use axum::{Json, Router, extract::State, http::StatusCode, response::IntoResponse, routing::post};

use crate::{
    auth::{hash_password, issue_token, verify_password},
    model::{
        CrudRepository, DatabaseError, ResourceTyped,
        entity::{UserEntity, UserEntityCreate},
    },
    web::{
        AppState, AuthenticatedUser, UserRole, WebError, WebResult,
        dto::auth::{LoginBody, LoginResponse, RegisterBody},
        error::ErrorResponse,
        extract::ValidJson,
    },
};

pub fn routes<S>(state: AppState) -> Router<S> {
    Router::new()
        .route("/api/v1/auth/register", post(register_handler))
        .route("/api/v1/auth/login", post(login_handler))
        .with_state(state)
}

#[utoipa::path(
    post,
    path = "/api/v1/auth/register",
    request_body = RegisterBody,
    description = "Creates a new user account",
    responses(
        (status = 201, description = "User created successfully", body = UserEntity),
        (status = 400, description = "Invalid email or password", body = ErrorResponse),
        (status = 409, description = "User already exists", body = ErrorResponse),
        (status = 500, description = "Internal server error", body = ErrorResponse),
    ),
    tag = "auth"
)]
#[tracing::instrument(skip_all)]
async fn register_handler(
    State(state): State<AppState>,
    ValidJson(payload): ValidJson<RegisterBody>,
) -> WebResult<impl IntoResponse> {
    let admin = AuthenticatedUser::admin();
    let found = UserEntity::find_by_email(state.pool(), &admin, &payload.email)
        .await
        .map_err(|e| WebError::resource_fetch_error(UserEntity::get_resource_type(), e))?;

    if found.is_some() {
        return Err(WebError::registration_conflict());
    }

    let hash = hash_password(&payload.password).map_err(WebError::server_crypt_error)?;
    let payload = UserEntityCreate {
        email: payload.email,
        password_hash: hash,
        full_name: payload.full_name,
        role: UserRole::User,
    };

    // a concurrent registration can still win the race to the unique index
    let created = UserEntity::create(state.pool(), &admin, payload)
        .await
        .map_err(|e| match e {
            DatabaseError::Conflict(_) => WebError::registration_conflict(),
            e => WebError::resource_fetch_error(UserEntity::get_resource_type(), e),
        })?;

    tracing::info!(user_id = %created.id(), "user registered");
    Ok((StatusCode::CREATED, Json(created)))
}

#[utoipa::path(
    post,
    path = "/api/v1/auth/login",
    description = "Exchanges credentials for a bearer token",
    request_body = LoginBody,
    responses(
        (status = 200, description = "User signed in", body = LoginResponse),
        (status = 400, description = "Malformed body", body = ErrorResponse),
        (status = 401, description = "Credentials invalid", body = ErrorResponse),
        (status = 500, description = "Internal server error", body = ErrorResponse),
    ),
    tag = "auth",
)]
#[tracing::instrument(skip_all)]
async fn login_handler(
    State(state): State<AppState>,
    ValidJson(payload): ValidJson<LoginBody>,
) -> WebResult<impl IntoResponse> {
    let admin = AuthenticatedUser::admin();
    let found = UserEntity::find_by_email(state.pool(), &admin, &payload.email)
        .await
        .map_err(|e| WebError::resource_fetch_error(UserEntity::get_resource_type(), e))?
        .filter(|user| user.is_active())
        .ok_or_else(WebError::auth_invalid_credentials)?;

    let is_verified =
        verify_password(found.hash(), &payload.password).map_err(WebError::server_crypt_error)?;
    if !is_verified {
        return Err(WebError::auth_invalid_credentials());
    }

    let settings = state.auth();
    let token = issue_token(found.id(), settings.token_ttl_minutes(), settings.jwt_secret())
        .map_err(WebError::server_crypt_error)?;

    Ok((StatusCode::OK, Json(LoginResponse::bearer(token, found))))
}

### ASSIGNMENT:
Retype the listing above, exactly and in full.

### RESULT OF THE EXERCISE:
use axum::{Json, Router, extract::State, http::StatusCode, response::IntoResponse, routing::post};

use crate::{
    auth::{hash_password, issue_token, verify_password},
    model::{
        CrudRepository, DatabaseError, ResourceTyped,
        entity::{UserEntity, UserEntityCreate},
    },
    web::{
        AppState, AuthenticatedUser, UserRole, WebError, WebResult,
        dto::auth::{LoginBody, LoginResponse, RegisterBody},
        error::ErrorResponse,
        extract::ValidJson,
    },
};

pub fn routes<S>(state: AppState) -> Router<S> {
    Router::new()
        .route("/api/v1/auth/register", post(register_handler))
        .route("/api/v1/auth/login", post(login_handler))
        .with_state(state)
}

#[utoipa::path(
    post,
    path = "/api/v1/auth/register",
    request_body = RegisterBody,
    description = "Creates a new user account",
    responses(
        (status = 201, description = "User created successfully", body = UserEntity),
        (status = 400, description = "Invalid email or password", body = ErrorResponse),
        (status = 409, description = "User already exists", body = ErrorResponse),
        (status = 500, description = "Internal server error", body = ErrorResponse),
    ),
    tag = "auth"
)]
#[tracing::instrument(skip_all)]
async fn register_handler(
    State(state): State<AppState>,
    ValidJson(payload): ValidJson<RegisterBody>,
) -> WebResult<impl IntoResponse> {
    let admin = AuthenticatedUser::admin();
    let found = UserEntity::find_by_email(state.pool(), &admin, &payload.email)
        .await
        .map_err(|e| WebError::resource_fetch_error(UserEntity::get_resource_type(), e))?;

    if found.is_some() {
        return Err(WebError::registration_conflict());
    }

    let hash = hash_password(&payload.password).map_err(WebError::server_crypt_error)?;
    let payload = UserEntityCreate {
        email: payload.email,
        password_hash: hash,
        full_name: payload.full_name,
        role: UserRole::User,
    };

    // a concurrent registration can still win the race to the unique index
    let created = UserEntity::create(state.pool(), &admin, payload)
        .await
        .map_err(|e| match e {
            DatabaseError::Conflict(_) => WebError::registration_conflict(),
            e => WebError::resource_fetch_error(UserEntity::get_resource_type(), e),
        })?;

    tracing::info!(user_id = %created.id(), "user registered");
    Ok((StatusCode::CREATED, Json(created)))
}

#[utoipa::path(
    post,
    path = "/api/v1/auth/login",
    description = "Exchanges credentials for a bearer token",
    request_body = LoginBody,
    responses(
        (status = 200, description = "User signed in", body = LoginResponse),
        (status = 400, description = "Malformed body", body = ErrorResponse),
        (status = 401, description = "Credentials invalid", body = ErrorResponse),
        (status = 500, description = "Internal server error", body = ErrorResponse),
    ),
    tag = "auth",
)]
#[tracing::instrument(skip_all)]
async fn login_handler(
    State(state): State<AppState>,
    ValidJson(payload): ValidJson<LoginBody>,
) -> WebResult<impl IntoResponse> {
    let admin = AuthenticatedUser::admin();
    let found = UserEntity::find_by_email(state.pool(), &admin, &payload.email)
        .await
        .map_err(|e| WebError::resource_fetch_error(UserEntity::get_resource_type(), e))?
        .filter(|user| user.is_active())
        .ok_or_else(WebError::auth_invalid_credentials)?;

    let is_verified =
        verify_password(found.hash(), &payload.password).map_err(WebError::server_crypt_error)?;
    if !is_verified {
        return Err(WebError::auth_invalid_credentials());
    }

    let settings = state.auth();
    let token = issue_token(found.id(), settings.token_ttl_minutes(), settings.jwt_secret())
        .map_err(WebError::server_crypt_error)?;

    Ok((StatusCode::OK, Json(LoginResponse::bearer(token, found))))
}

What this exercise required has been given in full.